The staging includes a courtroom scene, a party in a magnificent
Moscow palace, a death march in plodding C minor in a desolate
Siberian prison camp. The libretto is woven from Tolstoy's final
novel, a story echoing the classic Wagnerian theme of redemption
through love, culminating in a stirring prison-scene climax.
There is nothing odd about any of this. And that is precisely
what is so odd about it.

George Hixson/Houston Grand Opera |
Joyce DiDonato and Scott Hendricks rehearse
Tod Machover's "Resurrection."
|
Because the composer is Tod Machover, who, perhaps more than
anyone else, is identified with new computer-music possibilities,
science-fiction opera, artificial intelligence manifested in
sound. He is known for his 1988 opera, "Valis," arguably
the most famous achievement in operatic science fiction, which
traces the story of a Philip K. Dick novel with rock beats and
hallucinogenic synthesizer riffs. He is known for his "hyperinstruments,"
like the computerized cello on which Yo-Yo Ma performed, each
movement of his arm triggering great washes of sound rising through
stacks of loudspeakers.
Mr. Machover is also known for his interactive "Brain
Opera," which drew thousands of audience members to Lincoln
Center in 1996 to speak into microphones, push pedals and buttons,
and listen through headphones to a complex artificial-intelligence
music system patterned after the work of the computer maven Marvin
Minsky. In the end, the venture was widely perceived as a failure.
And now, at 45, Mr. Machover is returning to his Russian-immigrant
roots to write a 19th-century operatic love story with a bad-guy
baritone and a good-guy tenor. What gives? Is the "Resurrection"
he is looking for his own?
Not to hear him tell it. Like many artists, he sees
the unity underlying an output that seems crazily diverse from
the outside. Sitting recently in his lovely home in Belmont,
Mass., which was built and decorated mostly in wood by an M.I.T.
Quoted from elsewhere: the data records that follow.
use crate::commands;
use crate::state::AppState;
use axum::{
    routing::{get, post},
    Router,
};

pub fn router() -> Router<AppState> {
    Router::new()
        .route("/api/field/list", get(commands::field::list_fields))
        .route("/api/field/create", post(commands::field::create_field))
        .route("/api/field/update", post(commands::field::update_field))
        .route("/api/field/delete", post(commands::field::delete_field))
}
use axum::{extract::State, Extension, Json};
use rust_decimal::Decimal;
use serde::{Deserialize, Serialize};
use uuid::Uuid;

use crate::commands::{require_id, IdPayload};
use crate::db::{DbPool, Field};
use crate::error::{AgriError, AgriResult};
use crate::middleware::auth::Claims;
use crate::permissions::{require_modify, ViewId};
use crate::state::AppState;
use crate::validation;

#[derive(Debug, Default, Serialize, Deserialize)]
#[serde(default)]
pub struct FieldForm {
    pub id: Option<Uuid>,
    pub name: String,
    pub size: Decimal,
    pub location: String,
    pub soil_type: String,
    pub irrigation_system: Option<String>,
    pub status: Option<String>,
}

pub(crate) async fn fetch_fields(pool: &DbPool) -> AgriResult<Vec<Field>> {
    Ok(
        sqlx::query_as::<_, Field>("SELECT * FROM fields ORDER BY created_at DESC")
            .fetch_all(pool)
            .await?,
    )
}

pub async fn list_fields(State(state): State<AppState>) -> AgriResult<Json<Vec<Field>>> {
    Ok(Json(fetch_fields(&state.pool).await?))
}

pub async fn create_field(
    State(state): State<AppState>,
    Extension(claims): Extension<Claims>,
    Json(form): Json<FieldForm>,
) -> AgriResult<Json<Field>> {
    require_modify(&claims, ViewId::Fields)?;
    validation::validate_field(&form).into_result()?;

    let row = sqlx::query_as::<_, Field>(
        "INSERT INTO fields (name, size, location, soil_type, irrigation_system, status) \
         VALUES ($1, $2, $3, $4, $5, $6) RETURNING *",
    )
    .bind(&form.name)
    .bind(form.size)
    .bind(&form.location)
    .bind(&form.soil_type)
    .bind(&form.irrigation_system)
    .bind(form.status.as_deref().unwrap_or("active"))
    .fetch_one(&state.pool)
    .await?;

    Ok(Json(row))
}

pub async fn update_field(
    State(state): State<AppState>,
    Extension(claims): Extension<Claims>,
    Json(form): Json<FieldForm>,
) -> AgriResult<Json<Field>> {
    require_modify(&claims, ViewId::Fields)?;
    validation::validate_field(&form).into_result()?;
    let id = require_id(form.id)?;

    let row = sqlx::query_as::<_, Field>(
        "UPDATE fields SET name = $1, size = $2, location = $3, soil_type = $4, \
         irrigation_system = $5, status = $6, updated_at = now() WHERE id = $7 RETURNING *",
    )
    .bind(&form.name)
    .bind(form.size)
    .bind(&form.location)
    .bind(&form.soil_type)
    .bind(&form.irrigation_system)
    .bind(form.status.as_deref().unwrap_or("active"))
    .bind(id)
    .fetch_optional(&state.pool)
    .await?
    .ok_or_else(|| AgriError::NotFound("Field not found".into()))?;

    Ok(Json(row))
}

pub async fn delete_field(
    State(state): State<AppState>,
    Extension(claims): Extension<Claims>,
    Json(payload): Json<IdPayload>,
) -> AgriResult<Json<()>> {
    require_modify(&claims, ViewId::Fields)?;

    let result = sqlx::query("DELETE FROM fields WHERE id = $1")
        .bind(payload.id)
        .execute(&state.pool)
        .await?;
    if result.rows_affected() == 0 {
        return Err(AgriError::NotFound("Field not found".into()));
    }

    Ok(Json(()))
}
professor who predated Mr. Machover's current tenure there, he
explained "Valis" as a seminal work that branched off
in two directions, one toward "Brain Opera," the other
toward "Resurrection." "Valis" was an extraterrestrial
acronym for Vast Active Living Intelligent System, and the intelligent-machine
aspects of the work continued in "Brain Opera." For
Mr. Machover, "Resurrection" picks up the personal-development
thread of "Valis."
" 'Valis,' was about certain individuals' spiritual or
personal journeys, their psychological development," Mr.
Machover mused. " 'Valis' always stayed inside its main
character's head. After that, I wanted to write something about
how you decide what your relationship is to the outside world.
You can't wait until some hypothetical point when you're ready
to start making a difference to other people. What can you actually
do? At what level do you help other people or society as a whole?"
So Mr. Machover spent his post-"Valis" decade searching
for a libretto to explore that theme, rejecting several nascent
projects. One idea that sounds particularly intriguing was a
work (with Peter Sellars as collaborator) about a family present
at and later obsessed with the assassination of President Kennedy.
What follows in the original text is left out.